Task requirements: From the first line through the line containing "full training set.", transcribe the records exactly and include no other lines.

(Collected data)
════════

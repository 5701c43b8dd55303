//! # Tree Ensembles
//!
//! The two model families behind `FittedEnsemble`:
//!
//! - **Random forest**: bootstrap-bagged trees averaged together. Each tree's
//!   seed is drawn from the run seed before any tree is grown, so the trees can
//!   be fitted in parallel and still come out identical on every run.
//! - **Gradient boosting**: squared-loss boosting started from the training
//!   mean, each stage fitting a tree to the current residuals.
//!
//! Both expose impurity-decrease feature importance: each tree's importance is
//! normalised to sum to one, averaged over trees, and renormalised.

use crate::tree::{RegressionTree, TreeParams};
use ndarray::{Array1, Array2, ArrayView1, ArrayView2, Axis};
use rand::rngs::StdRng;
use rand::{Rng, RngCore, SeedableRng};
use rayon::prelude::*;
use serde::{Deserialize, Serialize};

/// Hyperparameters of a bagged random forest.
#[derive(Debug, Clone, Copy, PartialEq, Serialize, Deserialize)]
#[serde(default, deny_unknown_fields)]
pub struct RandomForestParams {
    pub n_estimators: usize,
    pub max_depth: usize,
    pub min_samples_leaf: usize,
    /// Draw a bootstrap sample per tree. Without it every tree sees the full training set.
    pub bootstrap: bool,
}

impl Default for RandomForestParams {
    fn default() -> Self {
        Self {
            n_estimators: 200,
            max_depth: 10,
            min_samples_leaf: 1,
            bootstrap: true,
        }
    }
}

/// Hyperparameters of squared-loss gradient boosting.
#[derive(Debug, Clone, Copy, PartialEq, Serialize, Deserialize)]
#[serde(default, deny_unknown_fields)]
pub struct GradientBoostingParams {
    pub n_estimators: usize,
    pub max_depth: usize,
    pub learning_rate: f64,
    pub min_samples_leaf: usize,
}

impl Default for GradientBoostingParams {
    fn default() -> Self {
        Self {
            n_estimators: 100,
            max_depth: 5,
            learning_rate: 0.1,
            min_samples_leaf: 1,
        }
    }
}

/// The regression family used for a run.
///
/// Large student-level tables default to the lighter boosted ensemble; the
/// deeper forest suits smaller school-aggregate tables.
#[derive(Debug, Clone, Copy, PartialEq, Serialize, Deserialize)]
#[serde(tag = "family", rename_all = "snake_case")]
pub enum ModelSpec {
    GradientBoosting(GradientBoostingParams),
    RandomForest(RandomForestParams),
}

impl Default for ModelSpec {
    fn default() -> Self {
        Self::GradientBoosting(GradientBoostingParams::default())
    }
}

impl ModelSpec {
    /// Checks hyperparameters, returning a description of the first invalid one.
    pub fn validate(&self) -> Result<(), String> {
        match self {
            Self::GradientBoosting(params) => {
                if params.n_estimators == 0 {
                    return Err("gradient_boosting.n_estimators must be at least 1".to_string());
                }
                if !(params.learning_rate > 0.0 && params.learning_rate <= 1.0) {
                    return Err(format!(
                        "gradient_boosting.learning_rate must lie in (0, 1], got {}",
                        params.learning_rate
                    ));
                }
                if params.min_samples_leaf == 0 {
                    return Err("gradient_boosting.min_samples_leaf must be at least 1".to_string());
                }
            }
            Self::RandomForest(params) => {
                if params.n_estimators == 0 {
                    return Err("random_forest.n_estimators must be at least 1".to_string());
                }
                if params.min_samples_leaf == 0 {
                    return Err("random_forest.min_samples_leaf must be at least 1".to_string());
                }
            }
        }
        Ok(())
    }

    pub fn family_name(&self) -> &'static str {
        match self {
            Self::GradientBoosting(_) => "gradient boosting",
            Self::RandomForest(_) => "random forest",
        }
    }

    /// Fits the ensemble on the `train` rows of `features`.
    pub fn fit(
        &self,
        features: ArrayView2<f64>,
        targets: ArrayView1<f64>,
        train: &[usize],
        seed: u64,
        columns: Vec<String>,
    ) -> FittedEnsemble {
        log::info!(
            "Fitting {} on {} rows x {} covariates",
            self.family_name(),
            train.len(),
            features.ncols()
        );
        let (kind, trees) = match self {
            Self::RandomForest(params) => (
                EnsembleKind::Forest,
                internal::fit_forest(features, targets, train, seed, params),
            ),
            Self::GradientBoosting(params) => {
                let base = train.iter().map(|&r| targets[r]).sum::<f64>() / train.len() as f64;
                let trees = internal::fit_boosted(features, targets, train, base, params);
                (
                    EnsembleKind::Boosted {
                        base,
                        learning_rate: params.learning_rate,
                    },
                    trees,
                )
            }
        };
        FittedEnsemble {
            kind,
            columns,
            trees,
        }
    }
}

#[derive(Debug, Clone, Copy, PartialEq)]
enum EnsembleKind {
    Forest,
    Boosted { base: f64, learning_rate: f64 },
}

/// A per-covariate importance score. Comparable by rank only.
#[derive(Debug, Clone, PartialEq)]
pub struct FeatureImportance {
    pub covariate: String,
    pub importance: f64,
}

/// An immutable fitted regression function over encoded feature rows.
#[derive(Debug, Clone, PartialEq)]
pub struct FittedEnsemble {
    kind: EnsembleKind,
    columns: Vec<String>,
    trees: Vec<RegressionTree>,
}

impl FittedEnsemble {
    /// Feature names in the column order the model expects.
    pub fn columns(&self) -> &[String] {
        &self.columns
    }

    pub fn n_trees(&self) -> usize {
        self.trees.len()
    }

    pub fn trees(&self) -> &[RegressionTree] {
        &self.trees
    }

    pub fn predict_row(&self, row: ArrayView1<f64>) -> f64 {
        match self.kind {
            EnsembleKind::Forest => {
                self.trees.iter().map(|t| t.predict_row(row)).sum::<f64>()
                    / self.trees.len() as f64
            }
            EnsembleKind::Boosted {
                base,
                learning_rate,
            } => {
                base + learning_rate * self.trees.iter().map(|t| t.predict_row(row)).sum::<f64>()
            }
        }
    }

    /// Predicts every row of `features`.
    pub fn predict(&self, features: ArrayView2<f64>) -> Array1<f64> {
        let predictions: Vec<f64> = (0..features.nrows())
            .into_par_iter()
            .map(|i| self.predict_row(features.row(i)))
            .collect();
        Array1::from_vec(predictions)
    }

    /// Covariates ordered by descending importance, ties by name.
    pub fn feature_importance(&self) -> Vec<FeatureImportance> {
        let width = self.columns.len();
        let mut averaged = vec![0.0; width];
        for tree in &self.trees {
            for (slot, value) in averaged.iter_mut().zip(tree.normalized_importance()) {
                *slot += value;
            }
        }
        let total: f64 = averaged.iter().sum();
        if total > 0.0 {
            averaged.iter_mut().for_each(|v| *v /= total);
        }

        let mut ranked: Vec<FeatureImportance> = self
            .columns
            .iter()
            .zip(averaged)
            .map(|(covariate, importance)| FeatureImportance {
                covariate: covariate.clone(),
                importance,
            })
            .collect();
        ranked.sort_by(|a, b| {
            b.importance
                .total_cmp(&a.importance)
                .then_with(|| a.covariate.cmp(&b.covariate))
        });
        ranked
    }
}

mod internal {
    use super::*;

    pub(super) fn fit_forest(
        features: ArrayView2<f64>,
        targets: ArrayView1<f64>,
        train: &[usize],
        seed: u64,
        params: &RandomForestParams,
    ) -> Vec<RegressionTree> {
        let tree_params = TreeParams {
            max_depth: params.max_depth,
            min_samples_leaf: params.min_samples_leaf,
        };

        let mut seeder = StdRng::seed_from_u64(seed);
        let tree_seeds: Vec<u64> = (0..params.n_estimators)
            .map(|_| seeder.next_u64())
            .collect();

        let bootstrap = params.bootstrap;
        tree_seeds
            .par_iter()
            .enumerate()
            .map(|(index, &tree_seed)| {
                let sample: Vec<usize> = if bootstrap {
                    let mut rng = StdRng::seed_from_u64(tree_seed);
                    (0..train.len())
                        .map(|_| train[rng.gen_range(0..train.len())])
                        .collect()
                } else {
                    train.to_vec()
                };
                let tree = RegressionTree::fit(features, targets, &sample, &tree_params);
                log::debug!(
                    "Forest tree {} grown: {} leaves, depth {}",
                    index,
                    tree.n_leaves(),
                    tree.depth()
                );
                tree
            })
            .collect()
    }

    pub(super) fn fit_boosted(
        features: ArrayView2<f64>,
        targets: ArrayView1<f64>,
        train: &[usize],
        base: f64,
        params: &GradientBoostingParams,
    ) -> Vec<RegressionTree> {
        let tree_params = TreeParams {
            max_depth: params.max_depth,
            min_samples_leaf: params.min_samples_leaf,
        };

        let train_rows: Array2<f64> = features.select(Axis(0), train);
        let train_targets: Array1<f64> = train.iter().map(|&r| targets[r]).collect();
        let local: Vec<usize> = (0..train.len()).collect();

        let mut fitted = Array1::from_elem(train.len(), base);
        let mut trees = Vec::with_capacity(params.n_estimators);

        for stage in 0..params.n_estimators {
            let residuals = &train_targets - &fitted;
            let tree = RegressionTree::fit(train_rows.view(), residuals.view(), &local, &tree_params);
            for (i, value) in fitted.iter_mut().enumerate() {
                *value += params.learning_rate * tree.predict_row(train_rows.row(i));
            }
            if stage % 10 == 0 || stage + 1 == params.n_estimators {
                let mse = (&train_targets - &fitted).mapv(|r| r * r).mean().unwrap_or(0.0);
                log::debug!("Boosting stage {}: train MSE {:.6}", stage + 1, mse);
            }
            trees.push(tree);
        }
        trees
    }
}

════════

Answer section:
repository 5701c43b8dd55303
//! # Tree Ensembles
//!
//! The two model families behind `FittedEnsemble`:
//!
//! - **Random forest**: bootstrap-bagged trees averaged together. Each tree's
//!   seed is drawn from the run seed before any tree is grown, so the trees can
//!   be fitted in parallel and still come out identical on every run.
//! - **Gradient boosting**: squared-loss boosting started from the training
//!   mean, each stage fitting a tree to the current residuals.
//!
//! Both expose impurity-decrease feature importance: each tree's importance is
//! normalised to sum to one, averaged over trees, and renormalised.

use crate::tree::{RegressionTree, TreeParams};
use ndarray::{Array1, Array2, ArrayView1, ArrayView2, Axis};
use rand::rngs::StdRng;
use rand::{Rng, RngCore, SeedableRng};
use rayon::prelude::*;
use serde::{Deserialize, Serialize};

/// Hyperparameters of a bagged random forest.
#[derive(Debug, Clone, Copy, PartialEq, Serialize, Deserialize)]
#[serde(default, deny_unknown_fields)]
pub struct RandomForestParams {
    pub n_estimators: usize,
    pub max_depth: usize,
    pub min_samples_leaf: usize,
    /// Draw a bootstrap sample per tree. Without it every tree sees the full training set.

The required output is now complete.